» **TASK**: Where a line below holds the string "buckets", that line goes into the answer.

+++

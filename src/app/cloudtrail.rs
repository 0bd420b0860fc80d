//! CloudTrail check printed after a scan with `--trail`.
//!
//! Lists the trails visible to the caller and resolves, for each one, the ARN of its S3 bucket
//! and the first SNS topic the bucket publishes notifications to.

use crate::app::sdk_errors::sdk_error;
use anyhow::{Context, Result};
use async_trait::async_trait;
use aws_types::region::Region;
use aws_types::SdkConfig;
use comfy_table::{presets::NOTHING, Attribute, Cell, Color, ContentArrangement, Table};

/// Region of buckets created without a location constraint
const DEFAULT_BUCKET_REGION: &str = "us-east-1";

/// Trail fields used by the check
#[derive(Debug, Clone, Default, PartialEq, Eq)]
pub struct TrailSummary {
    pub trail_arn: Option<String>,
    pub is_organization_trail: bool,
    pub s3_bucket_name: Option<String>,
}

#[derive(Debug, Clone, PartialEq, Eq)]
pub struct TrailInfo {
    pub account_id: String,
    pub trail_arn: String,
    pub is_organization_trail: bool,
    pub s3_bucket_arn: Option<String>,
    pub sns_topic_arn: Option<String>,
}

#[async_trait]
pub trait TrailApi: Send + Sync {
    async fn describe_trails(&self) -> Result<Vec<TrailSummary>>;
    /// Region of `bucket`, with the empty constraint resolved
    async fn bucket_region(&self, bucket: &str) -> Result<String>;
    /// First SNS topic in the notification configuration of `bucket`
    async fn bucket_topic_arn(&self, bucket: &str, region: &str) -> Result<Option<String>>;
}

/// Normalize a `GetBucketLocation` constraint into a region name
pub fn bucket_region_from_constraint(constraint: Option<&str>) -> String {
    match constraint {
        None | Some("") => DEFAULT_BUCKET_REGION.to_string(),
        // Legacy alias reported for old Ireland buckets
        Some("EU") => "eu-west-1".to_string(),
        Some(region) => region.to_string(),
    }
}

pub struct SdkTrailApi {
    config: SdkConfig,
    cloudtrail: aws_sdk_cloudtrail::Client,
    s3: aws_sdk_s3::Client,
}

impl SdkTrailApi {
    pub fn new(config: &SdkConfig) -> Self {
        Self {
            config: config.clone(),
            cloudtrail: aws_sdk_cloudtrail::Client::new(config),
            s3: aws_sdk_s3::Client::new(config),
        }
    }
}

#[async_trait]
impl TrailApi for SdkTrailApi {
    async fn describe_trails(&self) -> Result<Vec<TrailSummary>> {
        let response = self
            .cloudtrail
            .describe_trails()
            .send()
            .await
            .map_err(sdk_error)?;

        Ok(response
            .trail_list()
            .iter()
            .map(|trail| TrailSummary {
                trail_arn: trail.trail_arn().map(String::from),
                is_organization_trail: trail.is_organization_trail().unwrap_or(false),
                s3_bucket_name: trail.s3_bucket_name().map(String::from),
            })
            .collect())
    }

    async fn bucket_region(&self, bucket: &str) -> Result<String> {
        let response = self
            .s3
            .get_bucket_location()
            .bucket(bucket)
            .send()
            .await
            .map_err(sdk_error)
            .with_context(|| format!("failed to get bucket location for bucket {}", bucket))?;

        Ok(bucket_region_from_constraint(
            response.location_constraint().map(|c| c.as_str()),
        ))
    }

    async fn bucket_topic_arn(&self, bucket: &str, region: &str) -> Result<Option<String>> {
        // Notification configuration must be read in the bucket's own region
        let s3_config = aws_sdk_s3::config::Builder::from(&self.config)
            .region(Region::new(region.to_string()))
            .build();
        let client = aws_sdk_s3::Client::from_conf(s3_config);

        let response = client
            .get_bucket_notification_configuration()
            .bucket(bucket)
            .send()
            .await
            .map_err(sdk_error)
            .with_context(|| {
                format!(
                    "failed to get bucket notification configuration for bucket {}",
                    bucket
                )
            })?;

        Ok(response
            .topic_configurations()
            .iter()
            .map(|topic| topic.topic_arn())
            .find(|arn| !arn.is_empty())
            .map(String::from))
    }
}

pub struct CloudTrailChecker<'a> {
    api: &'a dyn TrailApi,
}

impl<'a> CloudTrailChecker<'a> {
    pub fn new(api: &'a dyn TrailApi) -> Self {
        Self { api }
    }

    /// Trail, bucket and topic ARNs of every trail; the first failure aborts the check
    pub async fn check(&self, account_id: &str) -> Result<Vec<TrailInfo>> {
        let trails = self
            .api
            .describe_trails()
            .await
            .with_context(|| format!("error checking CloudTrail for account {}", account_id))?;

        let mut infos = Vec::with_capacity(trails.len());
        for trail in trails {
            let info = self
                .trail_info(account_id, trail)
                .await
                .with_context(|| format!("error creating trail info for account {}", account_id))?;
            infos.push(info);
        }
        Ok(infos)
    }

    async fn trail_info(&self, account_id: &str, trail: TrailSummary) -> Result<TrailInfo> {
        let mut info = TrailInfo {
            account_id: account_id.to_string(),
            trail_arn: trail.trail_arn.unwrap_or_default(),
            is_organization_trail: trail.is_organization_trail,
            s3_bucket_arn: None,
            sns_topic_arn: None,
        };

        if let Some(bucket) = trail.s3_bucket_name.filter(|b| !b.is_empty()) {
            info.s3_bucket_arn = Some(format!("arn:aws:s3:::{}", bucket));

            let region = self
                .api
                .bucket_region(&bucket)
                .await
                .with_context(|| format!("failed to get bucket region for bucket {}", bucket))?;
            info.sns_topic_arn = self
                .api
                .bucket_topic_arn(&bucket, &region)
                .await
                .with_context(|| format!("failed to get SNS topic ARN for bucket {}", bucket))?;
        }

        Ok(info)
    }
}

/// `ResourceType | ARN` table with Trail, S3 and SNS rows per trail
pub fn trail_table(infos: &[TrailInfo]) -> Table {
    let mut table = Table::new();
    table
        .load_preset(NOTHING)
        .set_content_arrangement(ContentArrangement::Dynamic)
        .set_header(vec![
            Cell::new("ResourceType")
                .fg(Color::Green)
                .add_attribute(Attribute::Underlined),
            Cell::new("ARN")
                .fg(Color::Green)
                .add_attribute(Attribute::Underlined),
        ]);

    for info in infos {
        let rows = [
            ("Trail", Some(info.trail_arn.as_str()).filter(|a| !a.is_empty())),
            ("S3", info.s3_bucket_arn.as_deref()),
            ("SNS", info.sns_topic_arn.as_deref()),
        ];
        for (kind, arn) in rows {
            if let Some(arn) = arn {
                table.add_row(vec![Cell::new(kind).fg(Color::Yellow), Cell::new(arn)]);
            }
        }
    }

    table
}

+++

» **ANSWER TO THE EXERCISE**:
/// Region of buckets created without a location constraint
        // Legacy alias reported for old Ireland buckets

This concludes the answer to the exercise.